AGENTS.md: add public-repo note and concise NixOS server learnings; TODO.md: add verify step

Made-with: Cursor

AGENTS.md

@@ -12,3 +12,14 @@ darwin-rebuild switch --flake .
 
 Do not automatically run rebuild commands - ask the user first.
 
+## Repo is public
+
+No keys, tokens, or identifying secrets in the repo. Prefer `scp` or config outside the repo.
+
+## Learnings (NixOS server)
+
+- Minimal ISO: use Ethernet or the graphical installer (Wi‑Fi on minimal is fiddly).
+- Server hardware: stub in repo; user replaces with `nixos-generate-config --show-hardware-config` from the server.
+- Root password: console only; set danny’s password as root once for sudo.
+- SSH keys: use actual key names on the machine (e.g. `id_ed25519_github`), not assumed `id_ed25519`.
+

TODO.md

@@ -0,0 +1,16 @@
+# TODO
+
+1. ~~**AGENTS.md**~~ Done.
+
+2. **Secrets**
+   - Make sure we're not exposing any information in the repo.
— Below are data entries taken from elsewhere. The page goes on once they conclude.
async fn render_post_page(
    state: &HttpState,
    session: Option<Session>,
    slug: &str,
    comment_error: Option<String>,
    status: StatusCode,
) -> Response {
    let chrome = chrome_for(&session);
    match state.feed.post_detail(slug).await {
        Ok(Some(post)) => {
            let mut chrome = chrome.with_title(&post.title);
            if let Some(excerpt) = post.excerpt.as_deref() {
                chrome = chrome.with_description(excerpt);
            }
            let content = PostPageView {
                post,
                can_edit: session.is_some(),
                comment_error,
            };
            let view = LayoutContext::new(chrome, content);
            render_template_response(PostTemplate { view }, status)
        }
        Ok(None) => render_not_found_response(chrome),
        Err(err) => HttpError::from(err).into_response(),
    }
}

async fn submit_comment(
    State(state): State<HttpState>,
    CurrentSession(session): CurrentSession,
    Path(slug): Path<String>,
    Form(form): Form<CommentForm>,
) -> Response {
    let post = match find_post(&state, &slug).await {
        Ok(Some(post)) => post,
        Ok(None) => return render_not_found_response(chrome_for(&session)),
        Err(err) => return err.into_response(),
    };
    if !post.comments_enabled {
        let message = "Comments are disabled for this post.".to_string();
        return render_post_page(&state, session, &slug, Some(message), StatusCode::FORBIDDEN)
            .await;
    }

    let command = SubmitCommentCommand {
        post_id: Some(post.id),
        name: form.name,
        email: form.email,
        comment: form.comment,
        rating: parse_rating(form.rating.as_deref()),
    };

    match state.comments.submit(command).await {
        Ok(_) => {
            state.cache.invalidate_all("comment_created");
            Redirect::to(&format!("/blog/{slug}#comments")).into_response()
        }
        Err(CommentError::Validation(message)) => {
            render_post_page(
                &state,
                session,
                &slug,
                Some(message.to_string()),
                StatusCode::BAD_REQUEST,
            )
            .await
        }
        Err(err) => HttpError::from(err).into_response(),
    }
}

/// Blank means the default rating; anything unparsable is rejected as out of
/// range.
fn parse_rating(value: Option<&str>) -> Option<i64> {
    let value = value.map(str::trim).filter(|value| !value.is_empty())?;
    Some(value.parse().unwrap_or(0))
}

async fn create_form(CurrentSession(session): CurrentSession) -> Response {
    let Some(session) = session else {
        return sign_in_required();
    };
    render_create_form(&session, CreatePostForm::default(), None, StatusCode::OK)
}

fn render_create_form(
    session: &Session,
    form: CreatePostForm,
    error: Option<String>,
    status: StatusCode,
) -> Response {
    let chrome = LayoutChrome::new(Some(&session.user)).with_title("Create a new post");
    let categories = category_options(&form.category);
    let view = LayoutContext::new(
        chrome,
        CreatePostView {
            form,
            categories,
            error,
        },
    );
    render_template_response(CreatePostTemplate { view }, status)
}

fn category_options(selected: &str) -> Vec<CategoryOption> {
    Category::ALL
        .into_iter()
        .map(|category| CategoryOption {
            value: category.as_str().to_string(),
            label: category.label().to_string(),
            selected: category.as_str() == selected,
        })
        .collect()
}
//! Adapter for the hosted headless CMS.
//!
//! Reads go through GROQ queries (against the CDN host when enabled), writes
//! through transactional mutations against the API host.

mod client;
mod documents;
mod queries;
mod repos;

pub use client::{CmsClient, CmsError, CmsOptions, MutationResponse, MutationResult};
pub use repos::{CmsStore, author_document_id};
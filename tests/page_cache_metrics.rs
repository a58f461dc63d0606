use std::collections::HashSet;
use std::sync::Arc;
use std::sync::atomic::{AtomicUsize, Ordering};

use axum::{
    Router,
    body::Body,
    extract::Path,
    http::{Method, Request, StatusCode},
    middleware,
    routing::get,
};
use metrics_util::debugging::DebuggingRecorder;
use tower::ServiceExt;

use blogers::application::identity::{IdentityService, SignInDecision};
use blogers::cache::{PageCacheConfig, PageCacheState, page_cache_layer};
use blogers::domain::identity::{AuthenticatedIdentity, ProviderAccount};
use blogers::domain::types::UnknownProviderPolicy;
use blogers::infra::memory::MemoryStore;

#[tokio::test]
async fn cache_and_sign_in_paths_emit_expected_metric_keys() {
    let recorder = DebuggingRecorder::new();
    let snapshotter = recorder.snapshotter();
    recorder
        .install()
        .expect("debug metrics recorder should install in this test process");

    let cache = PageCacheState::new(PageCacheConfig::default());
    let renders = Arc::new(AtomicUsize::new(0));
    let app = Router::new()
        .route(
            "/blog/{slug}",
            get({
                let renders = Arc::clone(&renders);
                move |Path(slug): Path<String>| {
                    let renders = Arc::clone(&renders);
                    async move {
                        renders.fetch_add(1, Ordering::SeqCst);
                        format!("<h1>{slug}</h1>")
                    }
                }
            }),
        )
        .layer(middleware::from_fn_with_state(cache.clone(), page_cache_layer));

    for uri in ["/blog/one", "/blog/one", "/blog/two"] {
        let request = Request::builder()
            .method(Method::GET)
            .uri(uri)
            .body(Body::empty())
            .expect("request should build");
        let response = app
            .clone()
            .oneshot(request)
            .await
            .expect("router should respond");
        assert_eq!(response.status(), StatusCode::OK);
    }
    assert_eq!(renders.load(Ordering::SeqCst), 2);

    cache.invalidate_all("post_created");
    assert!(cache.pages.is_empty());

    let store = Arc::new(MemoryStore::new());
    let identity = IdentityService::new(store.clone(), store, UnknownProviderPolicy::Allow);
    let decision = identity
        .sign_in(
            Some(&AuthenticatedIdentity {
                name: Some("A".to_string()),
                email: Some("a@x.com".to_string()),
                image: None,
            }),
            Some(&ProviderAccount::github("1001")),
        )
        .await;
    assert_eq!(decision, SignInDecision::Allowed);

    let names: HashSet<String> = snapshotter
        .snapshot()
        .into_vec()
        .into_iter()
        .map(|(composite_key, _, _, _)| composite_key.key().name().to_string())
        .collect();

    let expected = [
        "blogers_page_cache_hit_total",
        "blogers_page_cache_miss_total",
        "blogers_page_cache_entries",
        "blogers_page_cache_invalidation_total",
        "blogers_sign_in_total",
    ];

    for metric in expected {
        assert!(names.contains(metric), "missing metric: {metric}");
    }
}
Prefer pushing keys via `scp` rather than committing them.
+
+3. **Server hardware before testing**
+   - Before checking if the server flake setup works: do we need to fetch anything from the server? (e.g. a hardware file?)
+   - The current `nixos/hosts/nixos-server-hardware.nix` is a stub, not based on the server's actual hardware. The repo's existing `hardware-configuration.nix` is for the MacBook. Fetch the server's config (e.g. `nixos-generate-config --show-hardware-config` on the server) and replace the stub.
+
+4. **Server**
+   - Continue configuring the server.
+
+5. **Verify**
+   - After 2–4: confirm server hardware in repo, flake builds, auto-rebuild works.